Poverty is among the factors that continue to deny millions of Americans access to education today. Across the nation, there are schools that are understaffed and under-resourced. It is therefore not surprising that student outcomes in these schools are disappointingly poor. However, even in the face of hardship, there are some students who manage to excel. Through her memoir Educated, Tara Westover makes it clear that poverty and social backwardness need not hold students back and that success is possible even in adversity. 

Westover dedicated the memoir to exploring her experiences as part of the fundamentalist Mormon community. She offers sobering details about the reality of religious fundamentalism and the damage that it can cause. Westover gives special focus to her father, a Mormon prophet who predicts the end of the world. Her father is essentially a representation of the devastation that can result from religious extremism. Fundamental beliefs can encourage dangerous practices as Westover indicates in the memoir.

While Westover focuses on the threat of religious fundamentalism, she also sheds light on the struggles that women endure. She helps readers to understand that while the US has made remarkable progress in promoting women liberation, there are many women who remain trapped. Westover’s mother is essentially a model for the women who are yet to find empowerment. She is a victim of a system that punishes deviance and demands total compliance. The women’s liberation and empowerment movement would find the memoir to be enlightening.

It appears that when she wrote the memoir, Westover aimed to underscore the need for women empowerment. As suggested above, her mother is mostly subservient and oppressed. However, her mother also represents rebellion and a quest for freedom. She works as a midwife, a profession that stands in violation of Mormon standards and values. Westover’s mothers boldness indicates that empowerment and liberation can only occur through courage and rejecting an outdated system that keeps women shackled.

Whereas Educated tackles the issue of empowerment, it also places emphasis on the deleterious impacts of poverty. Westover describes her childhood as a period defined by abject poverty and lack. Her entire community also struggles with poverty. For instance, Westover notes that the few cars in the community are old and unreliable. For many in the community, poor health outcomes are a daily struggle. This community mirrors the experiences of millions of Americans who wallow in poverty and see no escape from their hardship.
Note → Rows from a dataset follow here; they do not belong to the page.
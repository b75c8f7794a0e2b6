//! Normalized text with spans withdrawn from further matching.

use std::ops::Range;

use super::normalize::token_matches;

/// Normalized text plus the byte ranges earlier finders have consumed.
///
/// Masking never edits the text; it returns a new value with one more
/// range, so each finder is a pure transform over its input.
#[derive(Debug, Clone, PartialEq, Eq)]
pub struct MaskedText {
    text: String,
    masked: Vec<Range<usize>>,
}

impl MaskedText {
    /// Wrap already-normalized text with nothing masked.
    pub fn new(normalized: impl Into<String>) -> Self {
        Self {
            text: normalized.into(),
            masked: Vec::new(),
        }
    }

    /// The full normalized text, masked spans included.
    pub fn text(&self) -> &str {
        &self.text
    }

    pub fn masked(&self) -> &[Range<usize>] {
        &self.masked
    }

    /// A copy of this value with `range` masked as well.
    ///
    /// The range is clamped to the text and widened outward to the
    /// nearest char boundaries.
    pub fn mask(&self, range: Range<usize>) -> MaskedText {
        let mut masked = self.masked.clone();
        let mut end = range.end.min(self.text.len());
        while !self.text.is_char_boundary(end) {
            end += 1;
        }
        let mut start = range.start.min(end);
        while !self.text.is_char_boundary(start) {
            start -= 1;
        }
        masked.push(start..end);
        masked.sort_by_key(|r| r.start);
        MaskedText {
            text: self.text.clone(),
            masked,
        }
    }

    /// Whether `range` overlaps any masked span.
    pub fn is_masked(&self, range: &Range<usize>) -> bool {
        self.masked
            .iter()
            .any(|m| m.start < range.end && range.start < m.end)
    }

    /// Token-bounded occurrences of `needle` outside masked spans.
    pub fn find_token_matches<'a>(&'a self, needle: &'a str) -> impl Iterator<Item = usize> + 'a {
        token_matches(&self.text, needle).filter(move |&start| !self.is_masked(&(start..start + needle.len())))
    }

    /// Whether `needle` sits on token boundaries at `start` and is unmasked.
    pub fn matches_at(&self, start: usize, needle: &str) -> bool {
        !needle.is_empty()
            && self.text.get(start..).is_some_and(|rest| rest.starts_with(needle))
            && super::normalize::is_token_match(&self.text, start, needle.len())
            && !self.is_masked(&(start..start + needle.len()))
    }

    /// The text with masked spans cut out and whitespace re-collapsed.
    pub fn residual(&self) -> String {
        let mut out = String::with_capacity(self.text.len());
        let mut cursor = 0;
        for range in &self.masked {
            if range.start > cursor {
                out.push_str(&self.text[cursor..range.start]);
            }
            cursor = cursor.max(range.end);
        }
        if cursor < self.text.len() {
            out.push_str(&self.text[cursor..]);
        }
        out.split_whitespace().collect::<Vec<_>>().join(" ")
    }
}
Westover suggests that systemic inequalities are partly to blame for the poverty and hardship that she endured. However, she also blames her community’s beliefs and practices for the difficulties that its members face. For instance, she notes that the poor health is the result of her community’s rejection of conventional medicine. It is unfortunate that despite the proven effectiveness of conventional medicine, there are many communities that continue to hold on to dangerous ideas regarding human health. More should be done to sensitize these communities.

While reading Educated, one is confronted with the reality of the human struggle. In addition to such issues as poverty and limited access to health care, the memoir also addresses the violence that girls and women face. For example, Westover describes an incident when her brother assaulted her for associating with a boy. This experience captures the difficulties that women continue to face in their quest to find liberation and to reclaim their sexuality. The fact Westover survived these struggles should leave readers hopeful.

It is common for poverty-ravaged communities to promote education as a tool for tackling poverty. Unfortunately, as Westover tells her readers, this was not the case with her community. She describes her struggles to obtain an education. She laments that her community held her back and discouraged her efforts. In fact, she goes as far as accusing the community of betraying her. Westover’s experiences echo those of many girls around the world who are unable to acquire education. Her courage should inspire girls and women to remain committed.

The title of Westover’s memoir offers readers a glimpse into the essence of this book. This title denotes the self-discipline and commitment that those who desperately wish to get an education must possess. Westover had no proper education. This did not prevent her from working tirelessly to achieve enlightenment through education. She graduated from Cambridge with a PhD. This attainment is indeed remarkable given that Westover received little support. She is truly an inspiration.

Westover’s memoir is indeed inspiring and heart-warming. However, it does not present any real insight for those who grapple with the same struggle that Westover endured. For instance, she does not offer any practical proposals for excelling in school in the face of poverty. Students who do not enjoy the support or love of their families may also struggle to achieve the same success that Westover accomplished. 

Despite its failings, Educated is a timely and highly relevant text. It can indeed inform the development of policy. For example, the book could form the basis of interventions designed to rescue children in communities that pose a danger to their health and wellbeing. Furthermore, policymakers could use to the book to design educational strategies to target children in under-served communities. The memoir highlights the role that literature can play in solving some of the most pressing real world problems of today.

In closing, Westover must have known that her book would inspire and move. This is the effect that it actually has on whoever picks up this book. The book receives a resounding endorsement. Anyone who reads should expect nourishment and for their ideas of being a girl in a Mormon community to be challenged. Furthermore, the book enlightens readers on the power of education to transform communities and redeem battered souls.